* What the task asks: Your task is to copy each line of the records that includes the string "ClaimContext".

BEGIN

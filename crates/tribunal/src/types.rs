use std::fmt;

use chrono::{DateTime, Utc};
use serde::{Deserialize, Serialize};
use uuid::Uuid;

use crate::contradiction::Contradiction;

// ── Claims and evidence ──────────────────────────────────────────────

/// Where and when a claim is meant to hold.
#[derive(Debug, Clone, Default, PartialEq, Serialize, Deserialize)]
pub struct ClaimContext {
    #[serde(default, skip_serializing_if = "Option::is_none")]
    pub year: Option<i32>,
    /// Authority the claim is scoped to, e.g. "aden", "sanaa" or "both".
    #[serde(default, skip_serializing_if = "Option::is_none")]
    pub regime: Option<String>,
    /// Page or report section the claim appears on.
    #[serde(default, skip_serializing_if = "Option::is_none")]
    pub page: Option<String>,
}

#[derive(Debug, Clone, PartialEq, Serialize, Deserialize)]
pub struct Claim {
    pub claim_id: String,
    #[serde(default = "default_claim_type")]
    pub claim_type: String,
    pub subject: String,
    /// Narrative text. Sentences may carry `[E12]` markers.
    pub text: String,
    #[serde(default)]
    pub context: ClaimContext,
}

fn default_claim_type() -> String {
    "narrative".to_string()
}

impl Claim {
    pub fn new(claim_id: impl Into<String>, subject: impl Into<String>, text: impl Into<String>) -> Self {
        Self {
            claim_id: claim_id.into(),
            claim_type: default_claim_type(),
            subject: subject.into(),
            text: text.into(),
            context: ClaimContext::default(),
        }
    }
}

/// Source reliability grade, A (best) to D.
#[derive(Debug, Clone, Copy, Default, PartialEq, Eq, PartialOrd, Ord, Hash, Serialize, Deserialize)]
pub enum ConfidenceGrade {
    A,
    B,
    #[default]
    C,
    D,
}

impl ConfidenceGrade {
    pub fn as_str(&self) -> &'static str {
        match self {
            ConfidenceGrade::A => "A",
            ConfidenceGrade::B => "B",
            ConfidenceGrade::C => "C",
            ConfidenceGrade::D => "D",
        }
    }
}

#[derive(Debug, Clone, PartialEq, Serialize, Deserialize)]
pub struct EvidenceItem {
    pub id: String,
    pub source_id: String,
    #[serde(default)]
    pub source_org: String,
    pub excerpt: String,
    /// Subject the excerpt reports on. Absent means "the claim's subject".
    #[serde(default, skip_serializing_if = "Option::is_none")]
    pub subject: Option<String>,
    #[serde(default, skip_serializing_if = "Option::is_none")]
    pub value: Option<f64>,
    #[serde(default, skip_serializing_if = "Option::is_none")]
    pub unit: Option<String>,
    #[serde(default)]
    pub confidence_grade: ConfidenceGrade,
    #[serde(default = "default_admissible")]
    pub admissible: bool,
}

fn default_admissible() -> bool {
    true
}

impl EvidenceItem {
    pub fn new(id: impl Into<String>, source_id: impl Into<String>, excerpt: impl Into<String>) -> Self {
        Self {
            id: id.into(),
            source_id: source_id.into(),
            source_org: String::new(),
            excerpt: excerpt.into(),
            subject: None,
            value: None,
            unit: None,
            confidence_grade: ConfidenceGrade::default(),
            admissible: true,
        }
    }

    pub fn with_subject(mut self, subject: impl Into<String>) -> Self {
        self.subject = Some(subject.into());
        self
    }

    pub fn with_value(mut self, value: f64, unit: impl Into<String>) -> Self {
        self.value = Some(value);
        self.unit = Some(unit.into());
        self
    }

    pub fn with_org(mut self, org: impl Into<String>) -> Self {
        self.source_org = org.into();
        self
    }

    pub fn with_grade(mut self, grade: ConfidenceGrade) -> Self {
        self.confidence_grade = grade;
        self
    }

    pub fn inadmissible(mut self) -> Self {
        self.admissible = false;
        self
    }

    /// Subject this item speaks to, falling back to `claim_subject`.
    pub fn subject_or<'a>(&'a self, claim_subject: &'a str) -> &'a str {
        self.subject.as_deref().unwrap_or(claim_subject)
    }

    /// Admissible and about `subject` (case-insensitive).
    pub fn is_relevant_to(&self, subject: &str) -> bool {
        self.admissible && same_subject(self.subject_or(subject), subject)
    }

    /// Whether a citation marker such as `E12` refers to this item.
    pub fn answers_marker(&self, marker: &str) -> bool {
        self.id.eq_ignore_ascii_case(marker) || marker.get(1..).map_or(false, |digits| self.id == digits)
    }
}

fn same_subject(a: &str, b: &str) -> bool {
    a.trim().eq_ignore_ascii_case(b.trim())
}

// ── Verdicts ─────────────────────────────────────────────────────────

#[derive(Debug, Clone, Copy, PartialEq, Eq, PartialOrd, Ord, Hash, Serialize, Deserialize)]
#[serde(rename_all = "SCREAMING_SNAKE_CASE")]
pub enum Verdict {
    Pass,
    PassWarn,
    Fail,
    DataGap,
    Contested,
}

impl Verdict {
    pub const ALL: [Verdict; 5] = [
        Verdict::Pass,
        Verdict::PassWarn,
        Verdict::Fail,
        Verdict::DataGap,
        Verdict::Contested,
    ];

    pub fn as_str(&self) -> &'static str {
        match self {
            Verdict::Pass => "PASS",
            Verdict::PassWarn => "PASS_WARN",
            Verdict::Fail => "FAIL",
            Verdict::DataGap => "DATA_GAP",
            Verdict::Contested => "CONTESTED",
        }
    }

    pub fn is_publishable(&self) -> bool {
        matches!(self, Verdict::Pass | Verdict::PassWarn)
    }

    /// Verdicts that open a gap ticket.
    pub fn opens_gap(&self) -> bool {
        matches!(self, Verdict::Fail | Verdict::DataGap)
    }

    /// Weight in the tribunal pass rate.
    pub fn pass_weight(&self) -> f64 {
        match self {
            Verdict::Pass => 1.0,
            Verdict::PassWarn => 0.5,
            _ => 0.0,
        }
    }
}

impl fmt::Display for Verdict {
    fn fmt(&self, f: &mut fmt::Formatter<'_>) -> fmt::Result {
        f.write_str(self.as_str())
    }
}

#[derive(Debug, Clone, Copy, PartialEq, Eq, Hash, Serialize, Deserialize)]
#[serde(rename_all = "snake_case")]
pub enum AgentRole {
    Analyst,
    Skeptic,
    Methodologist,
    CitationAuditor,
    Judge,
}

impl AgentRole {
    pub fn as_str(&self) -> &'static str {
        match self {
            AgentRole::Analyst => "analyst",
            AgentRole::Skeptic => "skeptic",
            AgentRole::Methodologist => "methodologist",
            AgentRole::CitationAuditor => "citation_auditor",
            AgentRole::Judge => "judge",
        }
    }
}

impl fmt::Display for AgentRole {
    fn fmt(&self, f: &mut fmt::Formatter<'_>) -> fmt::Result {
        f.write_str(self.as_str())
    }
}

/// Machine-readable observations a stage hands to the judge.
#[derive(Debug, Clone, PartialEq, Serialize, Deserialize)]
#[serde(tag = "kind", rename_all = "snake_case")]
pub enum Signal {
    /// No usable evidence for a subject.
    EvidenceGap { subject: String, detail: String },
    Contradiction(Contradiction),
    /// Sentence-level citation audit result.
    Coverage {
        cited: usize,
        total: usize,
        coverage: f64,
        uncited: Vec<String>,
    },
    MethodConcern { detail: String },
    /// The evidence cannot support the claim as framed.
    MethodologyInvalid { detail: String },
    /// The stage could not complete its own analysis.
    StageError { detail: String },
}

#[derive(Debug, Clone, PartialEq, Serialize, Deserialize)]
pub struct PartialAnalysis {
    pub role: AgentRole,
    pub summary: String,
    #[serde(default)]
    pub findings: Vec<String>,
    #[serde(default)]
    pub signals: Vec<Signal>,
}

impl PartialAnalysis {
    pub fn new(role: AgentRole, summary: impl Into<String>) -> Self {
        Self {
            role,
            summary: summary.into(),
            findings: Vec::new(),
            signals: Vec::new(),
        }
    }
}

/// Outcome of one adjudication. Never mutated after it is logged.
#[derive(Debug, Clone, PartialEq, Serialize, Deserialize)]
pub struct TribunalVerdict {
    pub verdict_id: Uuid,
    pub claim_id: String,
    pub subject: String,
    pub verdict: Verdict,
    pub citation_coverage: f64,
    pub cited_sentences: usize,
    pub total_sentences: usize,
    pub analyses: Vec<PartialAnalysis>,
    pub uncited_sentences: Vec<String>,
    pub contradictions: Vec<Contradiction>,
    #[serde(default)]
    pub warnings: Vec<String>,
    #[serde(default)]
    pub reasons: Vec<String>,
    pub created_at: DateTime<Utc>,
}

impl TribunalVerdict {
    pub fn analysis(&self, role: AgentRole) -> Option<&PartialAnalysis> {
        self.analyses.iter().find(|a| a.role == role)
    }
}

END

* Final answer:
pub struct ClaimContext {
    pub context: ClaimContext,
            context: ClaimContext::default(),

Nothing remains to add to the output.